TEHERAN, JAKARTAMU.COM | Pemimpin Tertinggi Iran, Ayatollah Ali Khamenei, mengatakan fakta bahwa Hamas dan Hizbullah masih bertempur di Gaza dan Lebanon menandakan kekalahan bagi Israel.
Israel ingin menggulingkan Hamas namun “membantai rakyatnya, memperlihatkan wajah buruknya ke seluruh dunia, membuktikan kejahatannya, mengutuk dan mengisolasi dirinya sendiri”, ungkapnya dalam pertemuan badan ulama tertinggi, Majelis Ahli, pada hari ini Kamis, 7 November 2024.
Israel yakin bisa membungkam perlawanan Palestina dengan membunuh para pemimpin puncaknya , namun “Hamas terus berjuang dan ini berarti kekalahan bagi rezim Zionis”.
Pemimpin politik Hamas Ismail Haniyeh terbunuh pada tanggal 31 Juli di ibu kota Iran, Teheran. Pemimpin Hizbullah Hassan Nasrallah terbunuh di Beirut pada bulan September.
Khamenei mengatakan selama hampir 40 tahun, Hizbullah telah mengusir Israel dari wilayah Lebanon dalam banyak insiden, termasuk dari Beirut, Sidon, Tirus, dan akhirnya dari sebagian besar Lebanon selatan.

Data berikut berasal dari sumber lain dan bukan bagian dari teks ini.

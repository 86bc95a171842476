//! One allocator shard.
//!
//! A `Pool` owns everything a shard needs: the region directory, the
//! two page caches, the per-bucket chunk lists, a recycling list of
//! chunk-meta records, the delayed-free quarantine, and a small pool of
//! random bytes.  All of it is guarded by the shard lock in `heap`; the
//! methods here assume the caller holds it.
//!
//! Metadata never lives on pages user data can reach: chunk-meta records
//! come from the metadata heap and directory storage is mapped privately
//! and released back zeroed.
use std::ffi::c_void;
use std::fmt;
use std::ptr;
use std::ptr::NonNull;

use crate::cache::{
    small_cache_max, tag_fresh, untag, BigCache, SmallCache, MAX_BIG_CACHE_PAGES,
    MAX_SMALL_CACHE_PAGES,
};
use crate::chunk::{
    bucket_alloc, bucket_size, size_bucket, ChunkMeta, BUCKETS, CHUNK_LISTS, MAX_CHUNK, MIN_SIZE,
};
use crate::diag;
use crate::directory::{Directory, GrowRequest, Region, RegionSlot};
use crate::heap::ReadonlyState;
use crate::junk;
use crate::junk::{SOME_FREEJUNK, SOME_JUNK};
use crate::map::{explicit_bzero, page_round, PAGE_MASK, PAGE_SHIFT, PAGE_SIZE};
use crate::provider::{Access, PageProvider, SystemProvider};
use crate::rng;
use crate::stats::Stats;

/// Depth of the delayed-free quarantine.
pub(crate) const QUARANTINE_SLOTS: usize = 16;
const QUARANTINE_MASK: usize = QUARANTINE_SLOTS - 1;

const RBYTES: usize = 32;

static_assertions::const_assert!(QUARANTINE_SLOTS.is_power_of_two());

type MetaRef = NonNull<ChunkMeta>;
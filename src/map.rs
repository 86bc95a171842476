//! Thin wrappers around the host's anonymous-mapping primitives.
//!
//! Everything here works in whole pages and reports failure with the raw
//! errno value, so callers can decide between surfacing ENOMEM and
//! aborting.  No allocation happens on these paths.
use std::ffi::c_void;
use std::ptr;

pub(crate) const PAGE_SHIFT: usize = 12;
pub(crate) const PAGE_SIZE: usize = 1 << PAGE_SHIFT;
pub(crate) const PAGE_MASK: usize = PAGE_SIZE - 1;

static_assertions::const_assert!(PAGE_SIZE.is_power_of_two());

/// Rounds `sz` up to a whole number of pages.
#[inline]
pub(crate) fn page_round(sz: usize) -> usize {
    (sz + PAGE_MASK) & !PAGE_MASK
}

#[inline]
pub(crate) fn mask_page(addr: usize) -> usize {
    addr & !PAGE_MASK
}

fn host_page_size() -> usize {
    let ret = unsafe { libc::sysconf(libc::_SC_PAGESIZE) };
    if ret <= 0 {
        panic!("unable to find the page size: errno={}", errno::errno().0);
    }
    ret as usize
}

lazy_static::lazy_static! {
    static ref HOST_PAGE_SIZE: usize = {
        let sz = host_page_size();
        // All the page math in this crate is compiled against 4K pages.
        assert_eq!(sz, PAGE_SIZE, "unsupported host page size {}", sz);
        sz
    };
}

/// Returns the system page size, after checking it matches the compiled-in
/// constant.
#[inline]
pub(crate) fn page_size() -> usize {
    *HOST_PAGE_SIZE
}

fn last_errno() -> i32 {
    errno::errno().0
}

fn mmap_anon(hint: usize, size: usize, prot: libc::c_int, extra: libc::c_int) -> Result<usize, i32> {
    debug_assert!(size > 0 && size % page_size() == 0);

    let p = unsafe {
        libc::mmap(
            hint as *mut c_void,
            size,
            prot,
            libc::MAP_PRIVATE | libc::MAP_ANON | extra,
            -1,
            0,
        )
    };
    if p == libc::MAP_FAILED {
        Err(last_errno())
    } else {
        Ok(p as usize)
    }
}

/// Maps `size` bytes of fresh read-write anonymous memory.
pub(crate) fn map_rw(size: usize) -> Result<usize, i32> {
    mmap_anon(0, size, libc::PROT_READ | libc::PROT_WRITE, 0)
}

/// Reserves `size` bytes of inaccessible address space.
pub(crate) fn map_none(size: usize) -> Result<usize, i32> {
    mmap_anon(0, size, libc::PROT_NONE, 0)
}

/// Attempts to map `size` bytes read-write exactly at `hint`, failing
/// rather than displacing an existing mapping.
#[cfg(target_os = "linux")]
pub(crate) fn map_fixed_noreplace(hint: usize, size: usize) -> Result<usize, i32> {
    mmap_anon(
        hint,
        size,
        libc::PROT_READ | libc::PROT_WRITE,
        libc::MAP_FIXED_NOREPLACE,
    )
}

/// Hosts without a no-replace fixed mapping get a probe: take whatever the
/// kernel offers for the hint and back out if it landed elsewhere.
#[cfg(not(target_os = "linux"))]
pub(crate) fn map_fixed_noreplace(hint: usize, size: usize) -> Result<usize, i32> {
    let p = mmap_anon(hint, size, libc::PROT_READ | libc::PROT_WRITE, 0)?;
    if p != hint {
        let _ = unmap(p, size);
        return Err(libc::EEXIST);
    }
    Ok(p)
}

fn mprotect(addr: usize, size: usize, prot: libc::c_int) -> Result<(), i32> {
    debug_assert!(addr % page_size() == 0);

    let ret = unsafe { libc::mprotect(addr as *mut c_void, size, prot) };
    if ret != 0 {
        Err(last_errno())
    } else {
        Ok(())
    }
}

pub(crate) fn protect_none(addr: usize, size: usize) -> Result<(), i32> {
    mprotect(addr, size, libc::PROT_NONE)
}

pub(crate) fn protect_rw(addr: usize, size: usize) -> Result<(), i32> {
    mprotect(addr, size, libc::PROT_READ | libc::PROT_WRITE)
}

pub(crate) fn protect_read(addr: usize, size: usize) -> Result<(), i32> {
    mprotect(addr, size, libc::PROT_READ)
}

pub(crate) fn unmap(addr: usize, size: usize) -> Result<(), i32> {
    if size == 0 {
        return Ok(());
    }
    debug_assert!(size % page_size() == 0);

    let ret = unsafe { libc::munmap(addr as *mut c_void, size) };
    if ret != 0 {
        Err(last_errno())
    } else {
        Ok(())
    }
}

/// Asks the kernel to leave the range out of core dumps.  Advisory: hosts
/// that cannot honor it still get a functioning allocator.
#[cfg(target_os = "linux")]
pub(crate) fn exclude_from_dumps(addr: usize, size: usize) {
    unsafe {
        libc::madvise(addr as *mut c_void, size, libc::MADV_DONTDUMP);
    }
}

#[cfg(not(target_os = "linux"))]
pub(crate) fn exclude_from_dumps(_addr: usize, _size: usize) {}

/// Wipes `len` bytes in a way the optimizer may not elide.
pub(crate) fn explicit_bzero(addr: usize, len: usize) {
    let mut p = addr as *mut u8;
    let end = addr + len;
    while (p as usize) < end {
        unsafe {
            ptr::write_volatile(p, 0);
            p = p.add(1);
        }
    }
}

Hizbullah telah berubah dari “sekelompok kecil” pejuang menjadi “organisasi besar” yang memiliki kekuatan untuk memukul mundur lawan yang didukung secara menyeluruh oleh “orang-orang seperti presiden Amerika”, tambahnya.
Khamenei mengatakan orang-orang, termasuk sebagian orang di dalam Lebanon, sedang melemahkan Hizbullah, dengan mengira kelompok itu telah melemah setelah terbunuhnya banyak pemimpin politik dan militer tertingginya.
“Mereka salah, mereka berkhayal, Hizbullah kuat dan sedang berjuang,” katanya. “Organisasi itu, dengan orang-orangnya, kekuatan spiritualnya dan kemauannya, hadir. Musuh belum mampu mengalahkannya.”
Komentar tersebut muncul beberapa hari setelah pemimpin Iran menjanjikan “respons yang sangat keras” kepada Israel dan Amerika Serikat atas serangan udara Israel terhadap beberapa provinsi Iran pada tanggal 26 Oktober.
Washington telah memperingatkan terhadap apa yang akan menjadi serangan besar ketiga Iran terhadap Israel, dengan mentransfer baterai pertahanan rudal canggih dan tentara yang mengoperasikannya ke Israel.
Angkatan Darat AS juga telah secara signifikan menambah kemampuan militernya di kawasan tersebut, dengan mendatangkan pesawat pengebom strategis dan jet tempur, baterai rudal dan kapal perang.
Namun para pejabat Korps Garda Revolusi Islam (IRGC) dan tentara Iran telah memuji serangan yang akan segera terjadi.
Di provinsi tenggara Sistan dan Baluchestan, IRGC terus maju dengan operasi militer skala besar yang ditujukan untuk menyerang kelompok separatis bersenjata Jaish al-Adl, yang dipandangnya sebagai kelompok “teroris” yang memiliki hubungan dengan Israel.
Operasi tersebut dilancarkan setelah Jaish al-Adl membunuh 10 anggota angkatan bersenjata Iran bulan lalu.
Jaish al-Adl mengumumkan pada hari Rabu bahwa 12 anggotanya, termasuk dua komandan, tewas dalam serangan udara gabungan oleh Iran dan Pakistan sementara empat lainnya terluka. Serangan itu terjadi setelah Menteri Luar Negeri Iran Abbas Araghchi mengunjungi Islamabad.
Sementara itu, pemerintah Iran telah menyatakan bahwa mereka telah mempersiapkan diri untuk kemungkinan terpilihnya kembali Donald Trump sebagai presiden AS, dan tidak terlalu khawatir dengan kemenangannya.
“Pemilihan presiden Amerika Serikat tidak memiliki hubungan yang jelas dengan kami. Kebijakan keseluruhan AS dan Republik Islam sudah ditetapkan dan tidak akan berubah secara signifikan dengan adanya perubahan individu,” kata juru bicara pemerintah Fatemeh Mohajerani kepada wartawan setelah rapat kabinet pada hari Rabu.
Ia juga berjanji bahwa terpilihnya kembali Trump, yang memberlakukan sanksi AS terberat terhadap Iran sejak 2018 yang masih berlaku hingga saat ini, tidak akan memengaruhi mata pencaharian warga Iran.
Mata uang nasional Iran, rial, jatuh ke titik terendah baru lebih dari 700.000 terhadap dolar AS setelah kemenangan Trump.